Mi stupisco da solo, ma è così.”
Un debole riflesso rosso
sulla sua faccia marrone
solcata da reticoli di rughe.
“Inglese, vuoi sapere cosa penso?”
“Dimmi cosa pensi, Giac.”
“Penso che noi umani siamo fuori posto.
Siamo l’unica specie che non può vivere in inverno senza costruire un cubo di pietra o di legno dove stare col corpo ricoperto di stracci o di pellicce rubate agli animali che invece vivono così come sono nati in tutte le stagioni.
Perché noi no?
Che diavolo significa?”
“Forse non significa nulla, Giac.
Non c’è per forza un significato.”
“E invece deve esserci!
Com’è possibile che siamo così deboli e indifesi?
Non ha senso.”
“Forse un tempo eravamo diversi.”
“E chi lo dice? Quelle storie sulle scimmie?
Se fosse vero ci saremmo evoluti al contrario
verso la debolezza e la malattia.
Noi siamo fuori dal mondo.
Io cerco di vivere come loro”
disse, indicando il bosco.
“Ma non è possibile.
Se resto qui in inverno muoio.
Invece i topi, i serpenti scavano un buco in terra
e qui passano l’inverno.
Gli uccelli stanno sui rami.
Alcuni muoiono, altri no.
E comunque non devono uccidere un altro animale
per rubargli la pelle.
Vuoi davvero sapere cosa penso, inglese?”
“Voglio saperlo, Giac.”
“Noi non siamo di qua.
Questo non è il nostro dannato mondo.”
“Cioè siamo venuti dallo spazio?
Vuoi dire questo?”
“Deve essere così.
Altrimenti qui regna la follia.”
“E’ una teoria, Giac.”
“E’ così.
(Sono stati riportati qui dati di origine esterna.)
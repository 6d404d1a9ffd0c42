//! Recording session state machine
//!
//! Defines the states of a capture session and the pure transition table
//! that drives them. `transition` decides what the next state is and which
//! side effects the runtime must perform; it never performs any itself, so
//! the whole table is testable without mocking I/O.

use crate::audio::chunk::AudioChunk;
use crate::capture::CaptureError;
use serde::{Deserialize, Serialize};

/// Recording session state
///
/// Exactly one state at a time. `Inactive` is the resting state; the
/// machine is otherwise cyclic, looping through `Listening` → `Recording`
/// → `Waiting` → `Processing` → `Listening` for each utterance.
#[derive(Debug, Clone, Copy, PartialEq, Eq, Serialize, Deserialize, Default)]
#[serde(rename_all = "snake_case")]
pub enum SessionState {
    /// Capture is off
    #[default]
    Inactive,
    /// Acquiring the capture source
    Activating,
    /// Monitoring levels, waiting for speech to begin
    Listening,
    /// Speech detected; recorder running, chunks accumulating
    Recording,
    /// Sustained silence; grace period for the speaker to resume
    Waiting,
    /// Utterance finished; handing it to the dispatcher
    Processing,
}

impl SessionState {
    /// Returns a human-readable description of the state
    pub fn description(&self) -> &'static str {
        match self {
            SessionState::Inactive => "Capture off",
            SessionState::Activating => "Acquiring microphone",
            SessionState::Listening => "Listening for speech",
            SessionState::Recording => "Recording speech",
            SessionState::Waiting => "Waiting for speech to resume",
            SessionState::Processing => "Finalising utterance",
        }
    }

    /// Whether analysis frames are being consumed in this state
    pub fn is_monitoring(&self) -> bool {
        !matches!(self, SessionState::Inactive | SessionState::Activating)
    }

    /// Whether recorder chunks accumulate into the utterance in this state
    pub fn accumulates_chunks(&self) -> bool {
        matches!(self, SessionState::Recording | SessionState::Waiting)
    }
}

/// Inputs to the state machine
///
/// The four externally-sourced event kinds (analysis tick, recorder chunk,
/// timer firing, user command) plus the acknowledgements the runtime feeds
/// back after performing an effect.
#[derive(Debug, Clone)]
pub enum SessionInput {
    /// User asked to begin capture
    Start,
    /// User asked to end capture
    Stop,
    /// The capture source was acquired
    SourceReady,
    /// The capture source could not be acquired
    SourceFailed { error: CaptureError },
    /// Per-tick level evaluation of the latest analysis frame
    Level { voice: bool, playback_active: bool },
    /// The recorder produced a chunk
    Chunk(AudioChunk),
    /// The silence window elapsed without renewed energy
    SilenceElapsed,
    /// The waiting window elapsed without renewed energy
    WaitingElapsed,
    /// The finished utterance was handed to the dispatcher
    Finalized,
}

/// Side effects requested by a transition, executed by the runtime
#[derive(Debug, Clone, PartialEq)]
pub enum Effect {
    /// Start the capture source (analysis stream)
    AcquireSource,
    /// Stop the capture source
    ReleaseSource,
    /// Start the chunk recorder if it is not already running
    StartRecorder,
    /// Stop the chunk recorder
    StopRecorder,
    /// Replace the retained pre-onset chunk
    RetainChunk(AudioChunk),
    /// Move the retained chunk to the front of the utterance
    PromoteRetained,
    /// Append a chunk to the utterance
    AppendChunk(AudioChunk),
    /// Drop the retained chunk and the accumulated utterance
    ClearChunks,
    /// Start the silence timer if it is not already running
    ArmSilenceTimer,
    /// Cancel the silence timer
    CancelSilenceTimer,
    /// Start the waiting timer
    ArmWaitingTimer,
    /// Cancel the waiting timer
    CancelWaitingTimer,
    /// Cancel every pending timer
    CancelAllTimers,
    /// Take the utterance and dispatch it for transcription
    FinalizeUtterance,
    /// Report a capture failure to the host
    SurfaceError { error: CaptureError },
}

/// Result of a state transition
#[derive(Debug, Clone, PartialEq)]
pub struct Transition {
    /// The state after the transition
    pub next: SessionState,
    /// Effects to execute, in order
    pub effects: Vec<Effect>,
}

/// Process one input against the current state.
///
/// Returns `None` when the input does not apply to the state — notably,
/// ticks and chunks arriving after teardown are ignored in `Inactive`, and
/// a chunk landing in `Processing` after the recorder was told to stop
/// belongs to the already-finalised utterance and is dropped.
pub fn transition(state: SessionState, input: SessionInput) -> Option<Transition> {
    match (state, input) {
        // User stop wins from every active state
        (SessionState::Inactive, SessionInput::Stop) => None,
        (_, SessionInput::Stop) => Some(Transition {
            next: SessionState::Inactive,
            effects: vec![
                Effect::StopRecorder,
                Effect::ReleaseSource,
                Effect::CancelAllTimers,
                Effect::ClearChunks,
            ],
        }),

        (SessionState::Inactive, SessionInput::Start) => Some(Transition {
            next: SessionState::Activating,
            effects: vec![Effect::AcquireSource],
        }),

        (SessionState::Activating, SessionInput::SourceReady) => Some(Transition {
            next: SessionState::Listening,
            effects: vec![Effect::ClearChunks, Effect::CancelAllTimers],
        }),
        (SessionState::Activating, SessionInput::SourceFailed { error }) => Some(Transition {
            next: SessionState::Inactive,
            effects: vec![Effect::ReleaseSource, Effect::SurfaceError { error }],
        }),

        // Speech onset requires energy above threshold AND no synthesized
        // speech currently playing, so the session cannot re-trigger on its
        // own spoken output.
        (
            SessionState::Listening,
            SessionInput::Level {
                voice: true,
                playback_active: false,
            },
        ) => Some(Transition {
            next: SessionState::Recording,
            effects: vec![Effect::PromoteRetained, Effect::StartRecorder],
        }),
        (SessionState::Listening, SessionInput::Level { .. }) => None,
        (SessionState::Listening, SessionInput::Chunk(chunk)) => Some(Transition {
            next: SessionState::Listening,
            effects: vec![Effect::RetainChunk(chunk)],
        }),

        (SessionState::Recording, SessionInput::Chunk(chunk)) => Some(Transition {
            next: SessionState::Recording,
            effects: vec![Effect::AppendChunk(chunk)],
        }),
        (SessionState::Recording, SessionInput::Level { voice: true, .. }) => Some(Transition {
            next: SessionState::Recording,
            effects: vec![Effect::CancelSilenceTimer],
        }),
        (SessionState::Recording, SessionInput::Level { voice: false, .. }) => Some(Transition {
            next: SessionState::Recording,
            effects: vec![Effect::ArmSilenceTimer],
        }),
        (SessionState::Recording, SessionInput::SilenceElapsed) => Some(Transition {
            next: SessionState::Waiting,
            effects: vec![Effect::ArmWaitingTimer],
        }),

        // The recorder keeps running through the grace period: a natural
        // pause inside a sentence must not clip the utterance.
        (SessionState::Waiting, SessionInput::Chunk(chunk)) => Some(Transition {
            next: SessionState::Waiting,
            effects: vec![Effect::AppendChunk(chunk)],
        }),
        (SessionState::Waiting, SessionInput::Level { voice: true, .. }) => Some(Transition {
            next: SessionState::Recording,
            effects: vec![Effect::CancelWaitingTimer],
        }),
        (SessionState::Waiting, SessionInput::WaitingElapsed) => Some(Transition {
            next: SessionState::Processing,
            effects: vec![Effect::StopRecorder, Effect::FinalizeUtterance],
        }),

        (SessionState::Processing, SessionInput::Finalized) => Some(Transition {
            next: SessionState::Listening,
            effects: vec![Effect::ClearChunks, Effect::CancelAllTimers],
        }),

        _ => None,
    }
}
E io sto cercando di mutare, capisci?”
“Credo di sì.”
“Sto cercando, e lo sento.
Sento che sto mutando.
Lo sento, capisci?
Per questo non esiste
una donna della specie umana
che potrebbe vivere con me.
Io potrei vivere con una cagna
o una pecora
ma cosa sarebbe di loro durante l’inverno?
Dovrei abbandonarle.”
Restò immobile, in una fissità totale, per molti minuti.
Gli uccelli ora tacevano
nella quiete della sera che si annunciava.
Solo qualche trillo lontano
dal folto del bosco.
“Ora vado, Giac.”
Ancora un minuto di immobilità nell’aracnide
prima di girarsi
e rispondere.
Nei suoi occhi era sceso come un velo
rendendoli vitrei, opachi.
“Te ne vai, inglese? Tu te ne vai sempre.
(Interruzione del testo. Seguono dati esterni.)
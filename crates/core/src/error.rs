//! Error types for the CodeBox client.

use thiserror::Error;

/// Result type alias for client operations.
pub type Result<T> = std::result::Result<T, Error>;

/// Errors that can occur when talking to the CodeBox service.
#[derive(Debug, Error)]
pub enum Error {
	/// A session-scoped method was called before [`start`](crate::SessionClient::start).
	#[error("CodeBox is not started. Call start() before using it.")]
	NotStarted,

	/// The start response did not carry a usable session id.
	#[error("CodeBox start response did not contain a session id")]
	MissingSessionId,

	/// Client configuration was rejected before any request was made.
	#[error("Invalid configuration: {0}")]
	InvalidConfig(String),

	/// A request URL could not be built.
	#[error("Invalid URL: {0}")]
	InvalidUrl(#[from] url::ParseError),

	/// The service answered with a non-success status.
	#[error("CodeBox request failed with status {status}: {body}")]
	Http {
		/// HTTP status code
		status: u16,
		/// Raw response body, possibly empty
		body: String,
	},

	/// Network or transport failure (connect, TLS, timeout, body read).
	#[error("Transport error: {0}")]
	Transport(#[from] reqwest::Error),

	/// A response body was not the expected JSON shape.
	#[error("JSON error: {0}")]
	Json(#[from] serde_json::Error),
}

impl Error {
	/// Returns true if this is the "call start() first" caller error.
	pub fn is_not_started(&self) -> bool {
		matches!(self, Error::NotStarted)
	}

	/// Returns the HTTP status code if the service answered at all.
	pub fn status(&self) -> Option<u16> {
		match self {
			Error::Http { status, .. } => Some(*status),
			Error::Transport(err) => err.status().map(|s| s.as_u16()),
			_ => None,
		}
	}

	/// Returns true if the transport gave up waiting for the service.
	pub fn is_timeout(&self) -> bool {
		match self {
			Error::Transport(err) => err.is_timeout(),
			_ => false,
		}
	}
}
Sei fuori posto, sempre. Come tutti. Come me.”
“Vero.”
Si alzò, facendo crocchiare le giunture delle caviglie e dei ginocchi.
“Perché non dormi qui?
Ho una tenda monoposto.
Ho visto che hai il sacco con te.”
Gli occhi avevano ripreso luce
roteavano verso il bosco già buio.
D’un tratto, un pensiero:
Potrebbe piantarmi il coltello nella gola
dopo avermi ringraziato
e mangiarmi per prendere la mia essenza
o quello che è?
Concluse che sì, avrebbe potuto farlo.
Anche se forse non l’avrebbe fatto.
“Non posso, Giac. Ci vediamo presto.”
Restò in piedi di fronte a lui, sovrastandolo.
Anche Giac si alzò
sbattendo le palme sui pantaloni chiazzati di fango.
“Allora torna a trovarmi.
Se vieni in giugno avrò raccolto la frutta.”
Lo sapeva.
La golena era disseminata di alberi da frutto
ciliegi, albicocchi, fichi.
“Verrò, puoi giurarci.”
“Ti aspetto allora.”
Le braccia lungo il corpo
la faccia marrone immobile.
Osservò l’inglese girarsi e camminare
verso la postazione del pannello fotovoltaico
dove recuperò lo zaino.
Poi Giac il ragno guardò il fiume,
che aveva già catturato la notte
e la tratteneva nella sua rete di foglie e rami e spine
sulla superficie magnetica dell’acqua nera.